START PROVIDED RECORDS

// CLI integration tests for describe/check/normalize flows.
use std::io::Write;
use std::path::{Path, PathBuf};
use std::process::{Command, Stdio};

use serde_json::Value;

fn cmd() -> Command {
    let exe = env!("CARGO_BIN_EXE_cachew-marshal");
    Command::new(exe)
}

fn parse_json(value: &str) -> Value {
    serde_json::from_str(value).expect("valid json")
}

fn parse_json_line(output: &[u8]) -> Value {
    let text = String::from_utf8_lossy(output);
    let line = text.lines().next().expect("json line");
    parse_json(line)
}

fn write_file(dir: &Path, name: &str, contents: &str) -> PathBuf {
    let path = dir.join(name);
    std::fs::write(&path, contents).expect("write file");
    path
}

const PERSON_SCHEMA: &str = r#"{
  "record": {
    "name": "Person",
    "fields": [
      {"name": "name", "type": "text"},
      {"name": "age", "type": {"optional": "int"}},
      {"name": "contact", "type": {"union": {"name": "Contact", "variants": [
        "text",
        {"record": {"name": "Phone", "fields": [{"name": "number", "type": "text"}]}}
      ]}}}
    ]
  }
}"#;

#[test]
fn describe_prints_canonical_form_and_tags() {
    let temp = tempfile::tempdir().expect("tempdir");
    let schema = write_file(temp.path(), "person.json", PERSON_SCHEMA);

    let describe = cmd()
        .args(["describe", schema.to_str().unwrap()])
        .output()
        .expect("describe");
    assert!(describe.status.success());
    let json = parse_json_line(&describe.stdout);
    assert_eq!(
        json["canonical"],
        "Person{name:text,age:optional<int>,contact:Contact[text|Phone{number:text}]} @union(tag,value)"
    );
    assert_eq!(json["fingerprint"].as_str().unwrap().len(), 64);
    assert_eq!(json["unions"][0]["name"], "Contact");
    assert_eq!(json["unions"][0]["tags"], serde_json::json!(["text", "Phone"]));

    let custom = cmd()
        .args(["--tag-key", "t", "--value-key", "v", "describe", schema.to_str().unwrap()])
        .output()
        .expect("describe");
    assert!(custom.status.success());
    let custom_json = parse_json_line(&custom.stdout);
    assert_ne!(custom_json["fingerprint"], json["fingerprint"]);
}

#[test]
fn check_counts_noncanonical_and_failed_records() {
    let temp = tempfile::tempdir().expect("tempdir");
    let schema = write_file(temp.path(), "person.json", PERSON_SCHEMA);
    let input = write_file(
        temp.path(),
        "cache.jsonl",
        concat!(
            "{\"name\":\"ada\",\"age\":36,\"contact\":{\"tag\":\"text\",\"value\":\"a@b\"}}\n",
            "{\"age\":null,\"name\":\"bob\",\"contact\":{\"tag\":\"Phone\",\"value\":{\"number\":\"1\"}}}\n",
            "{\"name\":\"eve\",\"contact\":{\"tag\":\"Fax\",\"value\":\"2\"}}\n",
        ),
    );

    let clean = cmd()
        .args(["check", schema.to_str().unwrap(), input.to_str().unwrap(), "--errors", "skip"])
        .output()
        .expect("check");
    assert_eq!(clean.status.code(), Some(10));
    let summary = parse_json_line(&clean.stdout);
    assert_eq!(summary["records_total"], 3);
    assert_eq!(summary["ok"], 2);
    assert_eq!(summary["failed"], 1);
    assert_eq!(summary["noncanonical"], 1);

    let stopped = cmd()
        .args(["check", schema.to_str().unwrap(), input.to_str().unwrap()])
        .output()
        .expect("check");
    assert_eq!(stopped.status.code(), Some(5));
    let err = parse_json_line(&stopped.stderr);
    assert_eq!(err["error"]["kind"], "UnknownVariant");
    assert_eq!(err["error"]["line"], 3);
    assert_eq!(err["error"]["location"], "$.contact");
}

#[test]
fn normalize_reads_stdin_and_writes_canonical_lines() {
    let temp = tempfile::tempdir().expect("tempdir");
    let schema = write_file(temp.path(), "person.json", PERSON_SCHEMA);

    let mut child = cmd()
        .args(["normalize", schema.to_str().unwrap()])
        .stdin(Stdio::piped())
        .stdout(Stdio::piped())
        .stderr(Stdio::piped())
        .spawn()
        .expect("spawn");
    child
        .stdin
        .take()
        .expect("stdin")
        .write_all(b"{\"contact\":{\"value\":\"x\",\"tag\":\"text\"},\"name\":\"cy\"}\n\n")
        .expect("write stdin");
    let output = child.wait_with_output().expect("normalize");
    assert!(output.status.success());
    assert_eq!(
        String::from_utf8(output.stdout).unwrap(),
        "{\"name\":\"cy\",\"age\":null,\"contact\":{\"tag\":\"text\",\"value\":\"x\"}}\n"
    );

    let again = write_file(
        temp.path(),
        "again.jsonl",
        "{\"name\":\"cy\",\"age\":null,\"contact\":{\"tag\":\"text\",\"value\":\"x\"}}\n",
    );
    let check = cmd()
        .args(["check", schema.to_str().unwrap(), again.to_str().unwrap()])
        .output()
        .expect("check");
    assert!(check.status.success());
    assert_eq!(parse_json_line(&check.stdout)["noncanonical"], 0);
}

#[test]
fn bad_schema_and_missing_files_map_to_exit_codes() {
    let temp = tempfile::tempdir().expect("tempdir");
    let bad = write_file(temp.path(), "bad.json", r#"{"record": {"name": "X"}}"#);
    let output = cmd()
        .args(["describe", bad.to_str().unwrap()])
        .output()
        .expect("describe");
    assert_eq!(output.status.code(), Some(3));
    let err = parse_json_line(&output.stderr);
    assert_eq!(err["error"]["kind"], "Schema");
    assert!(err["error"]["hint"].as_str().unwrap().contains("schema descriptor"));

    let nested = write_file(temp.path(), "nested.json", r#"{"optional": {"optional": "int"}}"#);
    let output = cmd()
        .args(["describe", nested.to_str().unwrap()])
        .output()
        .expect("describe");
    assert_eq!(output.status.code(), Some(3));

    let missing = temp.path().join("missing.json");
    let output = cmd()
        .args(["describe", missing.to_str().unwrap()])
        .output()
        .expect("describe");
    assert_eq!(output.status.code(), Some(9));
    assert_eq!(parse_json_line(&output.stderr)["error"]["kind"], "Io");
}

#[test]
fn usage_errors_and_version() {
    let output = cmd().args(["describe"]).output().expect("describe");
    assert_eq!(output.status.code(), Some(2));
    assert_eq!(parse_json_line(&output.stderr)["error"]["kind"], "Usage");

    let temp = tempfile::tempdir().expect("tempdir");
    let schema = write_file(temp.path(), "person.json", PERSON_SCHEMA);
    let output = cmd()
        .args(["--tag-key", "k", "--value-key", "k", "describe", schema.to_str().unwrap()])
        .output()
        .expect("describe");
    assert_eq!(output.status.code(), Some(2));
    assert_eq!(parse_json_line(&output.stderr)["error"]["kind"], "Usage");

    let version = cmd().arg("version").output().expect("version");
    assert!(version.status.success());
    let json = parse_json_line(&version.stdout);
    assert_eq!(json["name"], "cachew-marshal");
    assert!(json["version"].as_str().is_some());
}

#[test]
fn completion_emits_script() {
    let output = cmd().args(["completion", "bash"]).output().expect("completion");
    assert!(output.status.success());
    assert!(String::from_utf8_lossy(&output.stdout).contains("cachew-marshal"));
}
//! Event line emitter
//!
//! Writes event records to any [`std::io::Write`] sink (serial port, stdout,
//! a file) as single lines. Each line is formatted completely before it is
//! handed to the sink in one `write_all`, so lines from one emitter never
//! interleave partially.
//!
//! Emission is fire-and-forget: a failed write is the sink's problem. The
//! emitter counts dropped lines but never retries.
//!
//! # Example
//!
//! ```
//! use trialkit::event::emitter::EventEmitter;
//!
//! let mut emitter = EventEmitter::new(Vec::new());
//! emitter.emit(7, 1000, -3);
//! emitter.emit(8, 1250, 0);
//!
//! assert_eq!(emitter.into_inner(), b"7,1000,-3\n8,1250,0\n");
//! ```

use super::EventRecord;
use std::fmt::Write as _;
use std::io::{self, Write};

/// Write one event line to `stream`, ignoring delivery failures
///
/// Produces exactly `<code>,<ts>,<payload>\n`.
pub fn send_data<W: Write + ?Sized>(stream: &mut W, code: u32, ts: u64, payload: i64) {
    let line = format!("{}\n", EventRecord::new(code, ts, payload));
    if let Err(e) = stream.write_all(line.as_bytes()) {
        tracing::debug!(code, ts, error = %e, "event line dropped");
    }
}

/// Line emitter owning its sink
///
/// Reuses one line buffer across calls, so steady-state emission does not
/// allocate.
#[derive(Debug)]
pub struct EventEmitter<W: Write> {
    sink: W,
    line: String,
    emitted: u64,
    dropped: u64,
}

impl<W: Write> EventEmitter<W> {
    pub fn new(sink: W) -> Self {
        Self {
            sink,
            line: String::with_capacity(48),
            emitted: 0,
            dropped: 0,
        }
    }

    /// Emit one event, ignoring delivery failures
    pub fn emit(&mut self, code: u32, timestamp: u64, payload: i64) {
        self.emit_record(&EventRecord::new(code, timestamp, payload));
    }

    /// Emit a prepared record, ignoring delivery failures
    pub fn emit_record(&mut self, record: &EventRecord) {
        if let Err(e) = self.try_emit(record) {
            self.dropped += 1;
            tracing::debug!(code = record.code, error = %e, "event line dropped");
        }
    }

    /// Emit a record and report the sink's result
    pub fn try_emit(&mut self, record: &EventRecord) -> io::Result<()> {
        self.line.clear();
        // Writing into a String cannot fail.
        let _ = writeln!(self.line, "{}", record);
        self.sink.write_all(self.line.as_bytes())?;
        self.emitted += 1;
        tracing::trace!(code = record.code, ts = record.timestamp, "event emitted");
        Ok(())
    }

    /// Flush the underlying sink
    pub fn flush(&mut self) -> io::Result<()> {
        self.sink.flush()
    }

    /// Lines successfully handed to the sink
    pub fn emitted(&self) -> u64 {
        self.emitted
    }

    /// Lines the sink refused
    pub fn dropped(&self) -> u64 {
        self.dropped
    }

    pub fn get_ref(&self) -> &W {
        &self.sink
    }

    pub fn into_inner(self) -> W {
        self.sink
    }
}

#[cfg(test)]
mod tests {
    use super::*;

    /// Sink that rejects every write
    struct Disconnected;

    impl Write for Disconnected {
        fn write(&mut self, _buf: &[u8]) -> io::Result<usize> {
            Err(io::Error::new(io::ErrorKind::BrokenPipe, "unplugged"))
        }

        fn flush(&mut self) -> io::Result<()> {
            Ok(())
        }
    }

    #[test]
    fn test_send_data_exact_line() {
        let mut out = Vec::new();
        send_data(&mut out, 7, 1000, -3);
        assert_eq!(out, b"7,1000,-3\n");
    }

    #[test]
    fn test_send_data_zero_payload() {
        let mut out = Vec::new();
        send_data(&mut out, 3, 52, 0);
        assert_eq!(String::from_utf8(out).unwrap(), "3,52,0\n");
    }

    #[test]
    fn test_send_data_ignores_sink_errors() {
        send_data(&mut Disconnected, 1, 2, 3);
    }

    #[test]
    fn test_send_data_dyn_sink() {
        let mut out = Vec::new();
        {
            let sink: &mut dyn Write = &mut out;
            send_data(sink, 1, 2, -1);
        }
        assert_eq!(out, b"1,2,-1\n");
    }

    #[test]
    fn test_emitter_sequence() {
        let mut emitter = EventEmitter::new(Vec::new());
        emitter.emit(1, 0, 1);
        emitter.emit_record(&EventRecord::new(4, 4_294_967_295, -2_147_483_648));
        assert_eq!(emitter.emitted(), 2);
        assert_eq!(emitter.dropped(), 0);
        assert_eq!(
            String::from_utf8(emitter.into_inner()).unwrap(),
            "1,0,1\n4,4294967295,-2147483648\n"
        );
    }

    #[test]
    fn test_emitter_counts_drops() {
        let mut emitter = EventEmitter::new(Disconnected);
        emitter.emit(1, 2, 3);
        emitter.emit(1, 3, 3);
        assert_eq!(emitter.emitted(), 0);
        assert_eq!(emitter.dropped(), 2);
        assert!(emitter.try_emit(&EventRecord::new(1, 4, 3)).is_err());
    }

    #[test]
    fn test_emitter_lines_parse_back() {
        let mut emitter = EventEmitter::new(Vec::new());
        let records = [EventRecord::new(5, 10, 0), EventRecord::new(6, 11, -9)];
        for record in &records {
            emitter.emit_record(record);
        }
        let text = String::from_utf8(emitter.into_inner()).unwrap();
        let parsed: Vec<EventRecord> = text.lines().map(|l| l.parse().unwrap()).collect();
        assert_eq!(parsed, records);
    }
}
//! trialkit - randomization and event logging primitives for behavioral rigs
//!
//! trialkit provides the small set of primitives a behavioral experiment loop
//! needs from its support code. The caller owns the loop and decides when to
//! draw, shuffle, or log.
//!
//! # Architecture
//!
//! - **Interval sampling**: uniform and truncated exponential intervals at a
//!   fixed 10,000-step draw resolution
//! - **Trial shuffling**: in-place Fisher-Yates over caller-owned trial blocks
//! - **Event records**: `code,timestamp,payload` lines to any byte sink, and a
//!   reader for the logger side
//! - **Injected randomness**: every draw comes from a caller-supplied
//!   [`rng::RandomSource`], seeded once per session
//!
//! # Example
//!
//! ```
//! use trialkit::distribution::{exponential_sample, uniform_sample};
//! use trialkit::event::emitter::send_data;
//! use trialkit::rng::session_rng;
//! use trialkit::shuffle::{shuffle, trial_block};
//!
//! let mut rng = session_rng(Some(2024));
//!
//! let mut trials = trial_block(&[3, 3]);
//! shuffle(&mut rng, &mut trials);
//!
//! let mut serial = Vec::new();
//! let mut clock = 0;
//! for &trial in &trials {
//!     clock += exponential_sample(&mut rng, 1000, 0, 3000).unwrap();
//!     clock += uniform_sample(&mut rng, 200, 400).unwrap();
//!     send_data(&mut serial, 3, clock, i64::from(trial));
//! }
//!
//! assert_eq!(String::from_utf8(serial).unwrap().lines().count(), 6);
//! ```

pub mod config;
pub mod distribution;
pub mod event;
pub mod params;
pub mod rng;
pub mod shuffle;
pub mod stats;

// Re-export commonly used types
pub use config::Config;
pub use distribution::{IntervalDistribution, IntervalKind, ParameterError};
pub use event::EventRecord;
pub use rng::RandomSource;

/// Result type used throughout trialkit
pub type Result<T> = anyhow::Result<T>;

END PROVIDED RECORDS

Check each line of the data for "EventEmitter". Copy the lines where it turns up.

WRITTEN REPLY —
//! use trialkit::event::emitter::EventEmitter;
//! let mut emitter = EventEmitter::new(Vec::new());
pub struct EventEmitter<W: Write> {
impl<W: Write> EventEmitter<W> {
        let mut emitter = EventEmitter::new(Vec::new());
        let mut emitter = EventEmitter::new(Disconnected);
        let mut emitter = EventEmitter::new(Vec::new());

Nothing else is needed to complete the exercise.